[Dataset entries]
--------------------------------------------------

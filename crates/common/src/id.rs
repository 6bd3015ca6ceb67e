//! ID and filename generation utilities.

use ulid::Ulid;
use uuid::Uuid;

/// ID generator for entities, tokens and media filenames.
#[derive(Debug, Clone, Default)]
pub struct IdGenerator {
    _private: (),
}

impl IdGenerator {
    /// Create a new ID generator.
    #[must_use]
    pub const fn new() -> Self {
        Self { _private: () }
    }

    /// Generate a new ULID-based entity ID.
    ///
    /// ULIDs are lexicographically sortable and shorter than UUIDs when
    /// represented as strings.
    #[must_use]
    pub fn generate(&self) -> String {
        Ulid::new().to_string().to_lowercase()
    }

    /// Generate a cryptographically secure random API token.
    #[must_use]
    pub fn generate_token(&self) -> String {
        // UUID v4 for tokens (no time component)
        Uuid::new_v4().simple().to_string()
    }

    /// Generate an opaque media filename: 32 hex characters plus the given
    /// lowercase extension.
    ///
    /// Uploaded files never keep their user-supplied names; the random token
    /// rules out path traversal and collisions.
    #[must_use]
    pub fn generate_media_filename(&self, extension: &str) -> String {
        format!("{}.{}", Uuid::new_v4().simple(), extension.to_lowercase())
    }
}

--------------------------------------------------

* [What you are asked to do]: Each line above that contains the word "simple" must be copied.

* [Answer to the exercise]:
        Uuid::new_v4().simple().to_string()
        format!("{}.{}", Uuid::new_v4().simple(), extension.to_lowercase())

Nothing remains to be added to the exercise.